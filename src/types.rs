//! Core types for the Classense engine
//!
//! This module defines the data structures that flow through the analysis
//! pipeline: pose frames in, movement and attention results out.

use serde::{Deserialize, Serialize};

/// Number of keypoints per pose frame (fixed skeletal layout)
pub const KEYPOINT_COUNT: usize = 33;

/// Visibility above which a keypoint counts as visible
pub const VISIBILITY_THRESHOLD: f64 = 0.5;

/// Fixed index assignment for the keypoints the engine reads
pub mod keypoint_index {
    pub const NOSE: usize = 0;
    pub const LEFT_EAR: usize = 7;
    pub const RIGHT_EAR: usize = 8;
    pub const LEFT_SHOULDER: usize = 11;
    pub const RIGHT_SHOULDER: usize = 12;
    pub const LEFT_HIP: usize = 23;
    pub const RIGHT_HIP: usize = 24;
}

/// A tracked anatomical landmark with 2D position and visibility
#[derive(Debug, Clone, Copy, PartialEq, Serialize, Deserialize)]
pub struct Keypoint {
    pub x: f64,
    pub y: f64,
    /// Detection confidence in [0, 1]
    pub visibility: f64,
}

impl Keypoint {
    /// Whether this keypoint is confident enough to use
    pub fn is_visible(&self) -> bool {
        self.visibility > VISIBILITY_THRESHOLD
    }
}

/// One detected pose: a full keypoint set at a single sampled instant
#[derive(Debug, Clone, PartialEq, Serialize, Deserialize)]
pub struct PoseFrame {
    /// Exactly [`KEYPOINT_COUNT`] entries, in the fixed layout
    pub keypoints: Vec<Keypoint>,
    /// Seconds, monotonically non-decreasing within a sequence
    pub timestamp: f64,
    pub subject_id: u32,
}

/// A subject's pose sequence; `None` entries mark instants where no pose
/// was detected (gaps, not zero-filled frames)
pub type PoseSequence = Vec<Option<PoseFrame>>;

/// Head orientation derived from nose and ear keypoints, in degrees
#[derive(Debug, Clone, Copy, PartialEq, Serialize, Deserialize)]
pub struct HeadOrientation {
    /// Positive = head turned right
    pub yaw: f64,
    /// Positive = head tilted up
    pub pitch: f64,
    /// Angle of the ear-to-ear line
    pub roll: f64,
}

/// A contiguous timed span produced by run segmentation
#[derive(Debug, Clone, Copy, PartialEq, Serialize, Deserialize)]
pub struct TimedRun {
    pub start_time: f64,
    pub end_time: f64,
    pub duration: f64,
}

/// Severity of a distraction event
#[derive(Debug, Clone, Copy, PartialEq, Eq, Serialize, Deserialize)]
#[serde(rename_all = "snake_case")]
pub enum Severity {
    Brief,
    Prolonged,
}

/// A contiguous off-task run exceeding the minimum event duration
#[derive(Debug, Clone, Copy, PartialEq, Serialize, Deserialize)]
pub struct DistractionEvent {
    pub start_time: f64,
    pub duration: f64,
    pub severity: Severity,
}

/// A discrete large-displacement event (standing up, changing seats)
#[derive(Debug, Clone, Copy, PartialEq, Serialize, Deserialize)]
pub struct PositionChange {
    /// Timestamp of the frame the subject moved to
    pub timestamp: f64,
    pub displacement: f64,
    /// Index into the pairwise displacement list
    pub frame_index: usize,
}

/// Fidgeting analysis: frequent small movements
#[derive(Debug, Clone, Copy, PartialEq, Serialize, Deserialize)]
pub struct FidgetingResult {
    pub detected: bool,
    /// Number of small displacements (0 < d < 0.5 × average)
    pub small_movement_count: u32,
    /// Small movements per second; 0 when not detected
    pub frequency_hz: f64,
    /// Small movements as a percentage of all displacements
    pub percent_of_frames: f64,
}

/// Movement analysis status
#[derive(Debug, Clone, Copy, PartialEq, Eq, Serialize, Deserialize)]
#[serde(rename_all = "snake_case")]
pub enum MovementStatus {
    Elevated,
    Normal,
    Low,
    NoData,
    AboveBaseline,
    BelowBaseline,
}

/// Displacement statistics backing a movement result
#[derive(Debug, Clone, Copy, PartialEq, Serialize, Deserialize)]
pub struct MovementMetrics {
    pub average_displacement: f64,
    pub max_displacement: f64,
    pub std_displacement: f64,
    /// Total displacement per second of elapsed time
    pub movement_velocity: f64,
    /// Sequence length, including absent entries
    pub total_frames: usize,
}

/// Output of movement intensity analysis
#[derive(Debug, Clone, PartialEq, Serialize, Deserialize)]
pub struct MovementResult {
    /// Normalized intensity in [0, 1]
    pub intensity_score: f64,
    /// The configured threshold the score was judged against
    pub threshold: f64,
    pub status: MovementStatus,
    /// Count of displacements exceeding 2 × average
    pub significant_movements: u32,
    /// Cosmetic window label in seconds (0 for the empty result)
    pub time_window_sec: u32,
    /// Deviation from a caller-supplied baseline, when compared
    #[serde(skip_serializing_if = "Option::is_none")]
    pub baseline_deviation: Option<f64>,
    pub metrics: MovementMetrics,
}

/// Attention analysis status
#[derive(Debug, Clone, Copy, PartialEq, Eq, Serialize, Deserialize)]
#[serde(rename_all = "snake_case")]
pub enum AttentionStatus {
    AboveThreshold,
    Normal,
    BelowThreshold,
    NoData,
    AboveBaseline,
    BelowBaseline,
    SignificantlyBelowBaseline,
}

/// Attention pattern label, evaluated as an ordered decision list
#[derive(Debug, Clone, Copy, PartialEq, Eq, Serialize, Deserialize)]
#[serde(rename_all = "snake_case")]
pub enum AttentionPattern {
    SustainedAttention,
    ModerateAttentionWithBriefDistractions,
    FrequentDistractions,
    InconsistentAttention,
    BelowAverageAttention,
}

/// Frame counts and variability backing an attention result
#[derive(Debug, Clone, Copy, PartialEq, Serialize, Deserialize)]
pub struct AttentionMetrics {
    pub on_task_frames: u32,
    pub off_task_frames: u32,
    /// Frames with resolvable head orientation
    pub total_frames: u32,
    pub focus_session_count: u32,
    /// Head orientation variability in [0, 1]
    pub head_movement_variability: f64,
}

/// Distraction events detected in a sequence
#[derive(Debug, Clone, PartialEq, Serialize, Deserialize)]
pub struct DistractionSummary {
    pub event_count: u32,
    pub total_distraction_sec: f64,
    pub events: Vec<DistractionEvent>,
}

/// Output of attention analysis
#[derive(Debug, Clone, PartialEq, Serialize, Deserialize)]
pub struct AttentionResult {
    /// Share of orientation-resolvable frames spent on-task, in [0, 1]
    pub attention_ratio: f64,
    /// The configured threshold the ratio was judged against
    pub threshold: f64,
    pub status: AttentionStatus,
    /// Longest focus session in seconds
    pub longest_focus_sec: f64,
    /// Mean focus session length in seconds
    pub average_focus_sec: f64,
    /// Cosmetic window label in seconds (0 for the empty result)
    pub time_window_sec: u32,
    /// Stability of focus session lengths, in [0, 1]
    pub focus_consistency: f64,
    /// Absent when there was no usable data to classify
    #[serde(skip_serializing_if = "Option::is_none")]
    pub pattern: Option<AttentionPattern>,
    /// Deviation from a caller-supplied baseline, when compared
    #[serde(skip_serializing_if = "Option::is_none")]
    pub baseline_deviation: Option<f64>,
    pub distraction: DistractionSummary,
    pub metrics: AttentionMetrics,
}

#[cfg(test)]
mod tests {
    use super::*;

    #[test]
    fn test_visibility_threshold_is_strict() {
        let kp = Keypoint {
            x: 0.5,
            y: 0.5,
            visibility: 0.5,
        };
        assert!(!kp.is_visible());

        let kp = Keypoint {
            x: 0.5,
            y: 0.5,
            visibility: 0.51,
        };
        assert!(kp.is_visible());
    }

    #[test]
    fn test_status_serialization() {
        let json = serde_json::to_string(&MovementStatus::NoData).unwrap();
        assert_eq!(json, "\"no_data\"");

        let json = serde_json::to_string(&AttentionStatus::SignificantlyBelowBaseline).unwrap();
        assert_eq!(json, "\"significantly_below_baseline\"");

        let json =
            serde_json::to_string(&AttentionPattern::ModerateAttentionWithBriefDistractions)
                .unwrap();
        assert_eq!(json, "\"moderate_attention_with_brief_distractions\"");
    }

    #[test]
    fn test_pose_frame_deserialization_with_gaps() {
        let json = r#"[
            {"timestamp": 0.0, "subject_id": 1, "keypoints": [{"x": 0.1, "y": 0.2, "visibility": 0.9}]},
            null
        ]"#;
        let frames: PoseSequence = serde_json::from_str(json).unwrap();
        assert_eq!(frames.len(), 2);
        assert!(frames[0].is_some());
        assert!(frames[1].is_none());
    }

    #[test]
    fn test_severity_serialization() {
        let json = serde_json::to_string(&Severity::Prolonged).unwrap();
        assert_eq!(json, "\"prolonged\"");
    }
}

------------------------

▸ **EXERCISE OBJECTIVE**: In the data, how many lines hold the word "DistractionEvent"? State that number alone.

▸ **ANSWER BOX**: 2